By Donna Miles
American Forces Press Service
May 8, 2009 - History provides an important lesson on the perils of ignoring Afghanistan, Defense Secretary Robert M. Gates said today as he visited this remote site in Wardak province. "We don't dare turn our backs on Afghanistan," Gates told reporters after meeting with local elders and tribal leaders and 10th Mountain Division troops deployed here. "If there is one lesson that I draw from the past, it is the importance of our staying engaged, and the international community staying engaged."

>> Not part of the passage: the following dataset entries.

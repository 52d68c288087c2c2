//! Snapshot backend trait definition.

use crate::error::StorageResult;

/// A whole-snapshot storage backend for FlexDB.
///
/// Backends are **opaque byte stores** holding exactly one blob. Every
/// successful commit replaces the blob in full.
///
/// # Invariants
///
/// - `load` returns `None` until the first successful `store`
/// - after `store` returns `Ok`, `load` returns exactly the stored bytes
/// - a failed `store` leaves the previously stored bytes intact
/// - backends must be `Send + Sync` for concurrent access
pub trait SnapshotBackend: Send + Sync {
    /// Loads the stored snapshot.
    ///
    /// Returns `Ok(None)` if nothing has been stored yet.
    ///
    /// # Errors
    ///
    /// Returns an error if the snapshot exists but cannot be read.
    fn load(&self) -> StorageResult<Option<Vec<u8>>>;

    /// Replaces the stored snapshot with `data`.
    ///
    /// After this returns successfully the new snapshot is durable to the
    /// degree the backend supports.
    ///
    /// # Errors
    ///
    /// Returns an error if the write fails. The previous snapshot must
    /// still be readable in that case.
    fn store(&self, data: &[u8]) -> StorageResult<()>;

    /// Human-readable description of where snapshots go.
    fn describe(&self) -> String {
        String::from("snapshot backend")
    }
}
use criterion::{Criterion, black_box, criterion_group, criterion_main};
use pocket_stream::config::{GenerationConfig, PlaybackConfig};
use pocket_stream::playback::{PlaybackRing, PlayerEvent};
use pocket_stream::text::{WordTokenizer, chunk_text, normalize};
use pocket_stream::{GenerationEngine, SyntheticModel, prepare_chunks};
use std::sync::Arc;

const PASSAGE: &str = "Dr. Smith paid $19.99 on 3/14/2024 at 3:05 PM. Call 555-123-4567 \
    for the 2nd edition, which covers 1,250 pages and 42% more examples than the 1st. \
    The quick brown fox jumps over the lazy dog while the band plays on.";

fn bench_text(c: &mut Criterion) {
    c.bench_function("normalize_passage", |b| {
        b.iter(|| normalize(black_box(PASSAGE)))
    });

    let tokenizer = WordTokenizer::new();
    let normalized = normalize(PASSAGE).repeat(8);
    c.bench_function("chunk_long_passage", |b| {
        b.iter(|| chunk_text(black_box(&normalized), &tokenizer, 50).expect("chunking failed"))
    });
}

fn bench_ring(c: &mut Criterion) {
    let config = PlaybackConfig::default();
    let mut ring = PlaybackRing::new(&config, 24_000);
    let segment = vec![0.1f32; 1920 * 12];
    let mut out = vec![0.0f32; 128];
    let mut sink = |_: PlayerEvent| {};

    c.bench_function("ring_push_render_segment", |b| {
        b.iter(|| {
            ring.push(black_box(&segment), &mut sink);
            for _ in 0..segment.len() / out.len() {
                ring.render(&mut out, &mut sink);
            }
        })
    });
}

fn bench_synthetic_generation(c: &mut Criterion) {
    let cfg = GenerationConfig {
        seed: Some(0),
        ..Default::default()
    };
    let model = SyntheticModel::new(cfg.latent_dim, cfg.samples_per_frame, cfg.sample_rate);
    let voice = model.voice().expect("voice");
    let tokenizer = Arc::new(WordTokenizer::new());
    let chunks = prepare_chunks("Hello, this is a test for latency.", tokenizer.as_ref(), 50)
        .expect("chunks");
    let mut engine = GenerationEngine::new(model.ports(), tokenizer, cfg);

    c.bench_function("synthetic_first_segment", |b| {
        b.iter(|| {
            let mut first = None;
            engine
                .run(&voice, &chunks, &mut || None, &mut |segment| {
                    if first.is_none() {
                        first = Some(segment.samples.len());
                    }
                })
                .expect("generation failed");
            first
        })
    });
}

criterion_group!(benches, bench_text, bench_ring, bench_synthetic_generation);
criterion_main!(benches);
//! pocket-stream CLI
//!
//! Streaming text-to-speech from the command line.

use anyhow::Result;
use clap::Parser;
use tracing_subscriber::EnvFilter;

use pocket_stream_cli::commands;

/// pocket-stream - low latency streaming text-to-speech
#[derive(Parser)]
#[command(
    name = "pocket-stream",
    author,
    version,
    about = "pocket-stream - streaming text-to-speech",
    long_about = "Synthesizes speech chunk by chunk and plays it while the rest is\n\
                  still being generated, trading quality for speed when the machine\n\
                  cannot keep up with real time."
)]
struct Args {
    #[command(subcommand)]
    command: Commands,
}

#[derive(clap::Subcommand)]
enum Commands {
    /// Speak text through the streaming pipeline
    ///
    /// Plays on the default output device when built with the `device`
    /// feature, otherwise records the rendered stream to a WAV file.
    Speak(commands::speak::SpeakArgs),

    /// Synthesize text to a WAV file or raw PCM on stdout
    Generate(commands::generate::GenerateArgs),

    /// Print the normalized form of text
    Normalize(commands::normalize::NormalizeArgs),

    /// Print the chunks text would be synthesized in
    Chunk(commands::chunk::ChunkArgs),

    /// List the voices in a voices.bin file
    Voices(commands::voices::VoicesArgs),

    /// Start the HTTP API server
    Serve(commands::serve::ServeArgs),
}

#[tokio::main]
async fn main() -> Result<()> {
    let args = Args::parse();

    // stdout may carry audio, keep logs on stderr
    tracing_subscriber::fmt()
        .with_env_filter(EnvFilter::try_from_default_env().unwrap_or_else(|_| EnvFilter::new("info")))
        .with_writer(std::io::stderr)
        .init();

    match args.command {
        // CPU-bound, run synchronously
        Commands::Speak(cmd_args) => commands::speak::run(cmd_args),
        Commands::Generate(cmd_args) => commands::generate::run(cmd_args),
        Commands::Normalize(cmd_args) => commands::normalize::run(cmd_args),
        Commands::Chunk(cmd_args) => commands::chunk::run(cmd_args),
        Commands::Voices(cmd_args) => commands::voices::run(cmd_args),
        Commands::Serve(cmd_args) => commands::serve::run(cmd_args).await,
    }
}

After the Soviets were expelled from Afghanistan in the late 1980s, Gates said, the United States and the international community "basically turned our backs" on Afghanistan. Four years later, in 1993, al-Qaida launched made its first attack on the World Trade Center in New York. A car bomb failed to bring the building down, but it killed six people. Undeterred, and operating with impunity in Afghanistan, al-Qaida hatched the plan that killed thousands on Sept. 11, 2001.

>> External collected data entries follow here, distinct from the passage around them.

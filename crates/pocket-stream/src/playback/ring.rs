//! Fixed-capacity sample ring owned by the render context
//!
//! `buffered = (write - read) mod capacity` and the safety margin keeps
//! `buffered` strictly below capacity, so the cursors never alias.

use crate::config::PlaybackConfig;
use std::time::Instant;

/// Backpressure report sent to the producer
#[derive(Debug, Clone, Copy, PartialEq, Eq)]
pub struct CapacityUpdate {
    pub buffered: usize,
    /// Samples the producer may push right now
    pub available: usize,
    /// Suggested push size to reach the target level, 0 at or above it
    pub request: usize,
    pub playing: bool,
}

#[derive(Debug, Clone, Copy, PartialEq)]
pub enum PlayerEvent {
    Capacity(CapacityUpdate),
    PlaybackStarted { buffered: usize, at: Instant },
    Underrun { buffered: usize, needed: usize },
    PlaybackComplete,
    /// The producer pushed more than advertised; oldest samples were dropped
    Overflow {
        dropped: usize,
        incoming: usize,
        available: usize,
    },
}

#[derive(Debug)]
pub struct PlaybackRing {
    buffer: Box<[f32]>,
    read: usize,
    write: usize,
    margin: usize,
    min_buffer: usize,
    target_buffer: usize,
    report_interval: u32,
    render_calls: u32,
    playing: bool,
    stream_ended: bool,
    complete_reported: bool,
}

impl PlaybackRing {
    pub fn new(config: &PlaybackConfig, sample_rate: u32) -> Self {
        let capacity = config.capacity(sample_rate).max(config.safety_margin + 1);
        Self {
            buffer: vec![0.0; capacity].into_boxed_slice(),
            read: 0,
            write: 0,
            margin: config.safety_margin.max(1),
            min_buffer: config.min_buffer_samples(sample_rate).max(1),
            target_buffer: config.target_buffer_samples(sample_rate),
            report_interval: config.report_interval.max(1),
            render_calls: 0,
            playing: false,
            stream_ended: false,
            complete_reported: false,
        }
    }

    pub fn capacity(&self) -> usize {
        self.buffer.len()
    }

    pub fn buffered(&self) -> usize {
        let cap = self.buffer.len();
        (self.write + cap - self.read) % cap
    }

    /// Largest amount that can ever be buffered
    pub fn max_buffered(&self) -> usize {
        self.buffer.len() - self.margin
    }

    pub fn available(&self) -> usize {
        self.max_buffered().saturating_sub(self.buffered())
    }

    pub fn is_playing(&self) -> bool {
        self.playing
    }

    pub fn capacity_update(&self) -> CapacityUpdate {
        let buffered = self.buffered();
        let available = self.available();
        let request = if buffered < self.target_buffer {
            available.min(self.target_buffer - buffered)
        } else {
            0
        };
        CapacityUpdate {
            buffered,
            available,
            request,
            playing: self.playing,
        }
    }

    /// Append samples, dropping the oldest buffered audio if the push
    /// exceeds the advertised space.
    pub fn push(&mut self, samples: &[f32], emit: &mut dyn FnMut(PlayerEvent)) {
        let incoming = samples.len();
        let samples = if incoming > self.max_buffered() {
            &samples[incoming - self.max_buffered()..]
        } else {
            samples
        };

        let available = self.available();
        let overflow = samples.len().saturating_sub(available);
        if overflow > 0 {
            self.read = (self.read + overflow) % self.buffer.len();
        }
        let dropped = overflow + (incoming - samples.len());
        if dropped > 0 {
            emit(PlayerEvent::Overflow {
                dropped,
                incoming,
                available,
            });
        }

        let cap = self.buffer.len();
        let first = samples.len().min(cap - self.write);
        self.buffer[self.write..self.write + first].copy_from_slice(&samples[..first]);
        let rest = samples.len() - first;
        self.buffer[..rest].copy_from_slice(&samples[first..]);
        self.write = (self.write + samples.len()) % cap;

        let buffered = self.buffered();
        if !self.playing && buffered >= self.min_buffer {
            self.playing = true;
            emit(PlayerEvent::PlaybackStarted {
                buffered,
                at: Instant::now(),
            });
        }
        emit(PlayerEvent::Capacity(self.capacity_update()));
    }

    /// Fill `out` from the ring. Never blocks and never allocates.
    pub fn render(&mut self, out: &mut [f32], emit: &mut dyn FnMut(PlayerEvent)) {
        self.render_calls = self.render_calls.wrapping_add(1);
        if self.render_calls % self.report_interval == 0 {
            emit(PlayerEvent::Capacity(self.capacity_update()));
        }

        if !self.playing {
            out.fill(0.0);
            return;
        }

        let needed = out.len();
        let buffered = self.buffered();
        if buffered >= needed {
            self.read_into(out);
            if self.stream_ended && buffered == needed {
                self.finish(emit);
            }
            return;
        }

        self.read_into(&mut out[..buffered]);
        out[buffered..].fill(0.0);

        if self.stream_ended {
            self.finish(emit);
        } else {
            emit(PlayerEvent::Underrun { buffered, needed });
            emit(PlayerEvent::Capacity(self.capacity_update()));
        }
    }

    /// No more audio will arrive for this utterance.
    ///
    /// Audio still below the prebuffer threshold starts playing so it can
    /// drain; an empty ring completes immediately.
    pub fn mark_stream_ended(&mut self, emit: &mut dyn FnMut(PlayerEvent)) {
        self.stream_ended = true;
        if self.playing {
            return;
        }
        let buffered = self.buffered();
        if buffered > 0 {
            self.playing = true;
            emit(PlayerEvent::PlaybackStarted {
                buffered,
                at: Instant::now(),
            });
        } else {
            self.finish(emit);
        }
    }

    pub fn reset(&mut self, emit: &mut dyn FnMut(PlayerEvent)) {
        self.read = 0;
        self.write = 0;
        self.buffer.fill(0.0);
        self.playing = false;
        self.stream_ended = false;
        self.complete_reported = false;
        emit(PlayerEvent::Capacity(self.capacity_update()));
    }

    fn finish(&mut self, emit: &mut dyn FnMut(PlayerEvent)) {
        if !self.complete_reported {
            self.complete_reported = true;
            emit(PlayerEvent::PlaybackComplete);
        }
        self.playing = false;
        self.stream_ended = false;
    }

    fn read_into(&mut self, out: &mut [f32]) {
        let cap = self.buffer.len();
        let first = out.len().min(cap - self.read);
        out[..first].copy_from_slice(&self.buffer[self.read..self.read + first]);
        let rest = out.len() - first;
        out[first..].copy_from_slice(&self.buffer[..rest]);
        self.read = (self.read + out.len()) % cap;
    }
}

"And if there is a lesson for Americans and the international community, it is that we don't dare turn our backs on Afghanistan," Gates said. "This will work if we stay engaged and finish."
A successful outcome in Afghanistan is important in ways that can't compare with anywhere else in the world, he said, citing the danger of letting Afghanistan return to being a safe haven for terrorists. "We weren't attacked by anyplace else," said he said. "We were attacked out of Afghanistan."
During a talk with soldiers of the 10th Mountain Division's 3rd Brigade Combat Team, Gates emphasized their role in preventing that from happening.
"What you are doing out here is really important," he said, reiterating that neglecting Afghanistan in the past help to create the circumstances that led to the 9/11 attacks.
"We paid the consequences for it in 2001. We won't do that again," he told the soldiers. "You all are here to make sure we don't do that again."
Gates called his discussions in Afghanistan over the past two days "some of the most encouraging" he's had, noting the Afghans' commitment to preserving freedom and democracy and providing a better way of life for their people.
"They want security. They want jobs," he said. "They want a different life."
The Afghans don't like the Taliban or what its members bring to Afghanistan, he said. "And we've just got to help them keep these guys at bay."